Global trends around compounded GLP 1 medicines and SAHPRA’s emerging response
At a glance
- Compounded Glucagon-like peptide 1 (GLP‑1) medicines have surged worldwide as demand for weight‑loss and diabetes treatments continues to outstrip supply. These compounded versions often include modified formulations and added vitamins, or are manufactured outside regulated supply chains, making them significantly different from approved registered products.
- The regulatory direction, both globally and locally, signals a tightening environment for compounded GLP‑1 medicines.
- While these products remain available in South Africa for now, the South African Health Products Regulatory Authority’s escalating interventions indicate that prohibition or significant restriction is increasingly likely.
Across the US, compounded GLP 1 weight loss drugs have become the focus of intense regulatory action, litigation and public debate. Reports indicate that the explosion of compounding pharmacies offering low cost versions of semaglutide (found in Ozempic) and tirzepatide (found in Mounjaro) – often without consistent quality oversight – has raised significant safety concerns, including dosing errors and the circulation of active ingredients sourced from unregistered facilities.

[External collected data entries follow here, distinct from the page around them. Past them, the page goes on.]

pub mod column;
pub mod record_store;
pub mod proxy;
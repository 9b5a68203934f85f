pub mod core;
pub mod schema;
pub mod storage;
pub mod query;
pub mod index;
pub mod search;
pub mod parallel;
pub mod ingest;
pub mod mmap;

pub use crate::core::config::{Config, EvaluationMode};
pub use crate::core::database::CollisionDatabase;
pub use crate::core::error::{Error, ErrorKind, Result};
pub use crate::core::types::{ScalarKind, ScalarRef, ScalarValue};
pub use crate::index::secondary::SecondaryIndex;
pub use crate::query::ast::{Operator, Predicate, Query};
pub use crate::schema::schema::FieldId;
pub use crate::search::executor::ScanExecutor;
pub use crate::storage::proxy::RecordRef;
pub use crate::storage::record_store::{RecordStore, RecordStoreBuilder, Row};

/*
┌──────────────────────────────── CRASHSCAN LAYOUT ────────────────────────────────┐
│                                                                                  │
│  ingest::csv::CsvLoader ──rows──▶ storage::RecordStoreBuilder ──finish──▶        │
│                                                                                  │
│        storage::RecordStore (immutable, one Column per FieldId)                  │
│              │                         │                                         │
│              ▼                         ▼                                         │
│   index::SecondaryIndex        search::ScanExecutor                              │
│   (value -> indices,           ├─ search()          sequential, ascending        │
│    built once)                 └─ search_parallel() parallel::ParallelScanner    │
│              │                         ▲            chunked, merged in order     │
│              └──── query::planner ─────┘                                         │
│                    IndexSeek | FullScan                                          │
│                                                                                  │
│  query::ast::{Predicate, Query} ──▶ query::matcher (per-kind dispatch)           │
│  storage::proxy::RecordRef = (&RecordStore, index), no copies                    │
│                                                                                  │
│  core::database::CollisionDatabase ties store, executor and indexes together     │
└──────────────────────────────────────────────────────────────────────────────────┘
*/
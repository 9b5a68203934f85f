pub mod secondary;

The FDA has issued warnings after a rise in overdoses, adverse events and significant quality concerns tied to compounded GLP 1 products, particularly due to unverified active ingredients. Many compounded batches were found to originate from unregistered or uninspected overseas facilities.
The intensity of US litigation, including the high profile dispute between Novo Nordisk and Hims & Hers, alongside class action type consumer actions, has drawn global attention. The scale of the US controversy and regulatory tightening is highly likely to influence peer regulators, including the South African Health Products Regulatory Authority (SAHPRA), which is the regulatory body for overseeing the safety, efficacy and quality of health products in South Africa.
SAHPRA’s early warning in 2024
In November 2024, SAHPRA issued a formal public warning highlighting the proliferation of falsified, compounded and substandard GLP 1 products being sold through informal channels, websites and social media platforms in South Africa. SAHPRA emphasised that these products pose health risks, have not undergone quality, safety or efficacy assessments, and may contain active ingredients that were never verified or evaluated by the regulator.
SAHPRA specifically noted the increasing compounding of GLP 1 agonists in the local market and warned healthcare professionals that compounding a medicine using an active ingredient not contained in a SAHPRA registered product is illegal under the Medicines and Related Substances Act 101 of 1965 (Medicines Act).
SAHPRA’s intention to declare compounded GLP 1 medicines undesirable
On 5 March 2025, SAHPRA published an official “Communication to Stakeholders” stating its intention to declare compounded GLP‑1 and GLP‑1/GIP agonist medicines undesirable under section 23 of the Medicines Act. Once declared undesirable, such products may no longer be sold in South Africa.
SAHPRA justified this intention on several grounds:
- Biological complexity: GLP 1/GIP agonists are biological medicines sensitive to manufacturing variability, making compounded versions risky and inconsistent.
- Biosimilar standards: Compounding circumvents the required comparative testing necessary to ensure similarity in quality, purity and potency.
- Lack of quality control: Compounded sterile injectables risk contamination, inadequate sterility and batch to batch inconsistency.
- Absence of pharmacovigilance: Products distributed outside regulated channels evade safety monitoring.
The regulator emphasised that such practices are not in the public interest, and sought public comment for one month on its intention to list these products as undesirable under section 23.
While this 2025 notice shows a clear regulatory shift, the products were never formally declared undesirable. We have, however, seen other countries such as Australia declare that compound medicines containing GLP-1 receptor agonists cannot be prescribed after 1 October 2024.
A global shift and likely changes ahead for South Africa
International regulatory pressure has placed compounded GLP 1 products under unprecedented scrutiny. Although SAHPRA has progressively moved from warnings to a formal intention to declare these medicines undesirable, these medicines may still currently be prescribed and sold in South Africa since it has not been declared undesirable.
The regulatory direction, both globally and locally, signals a tightening environment for compounded GLP 1 medicines. While these products remain available in South Africa for now, SAHPRA’s escalating interventions indicate that prohibition or significant restriction is increasingly likely. Stakeholders operating in the weight loss, compounding and broader pharmaceutical sectors should proactively assess their practices, prepare for stricter regulatory oversight, and remain alert to further announcements from SAHPRA as the regulatory landscape continues to evolve.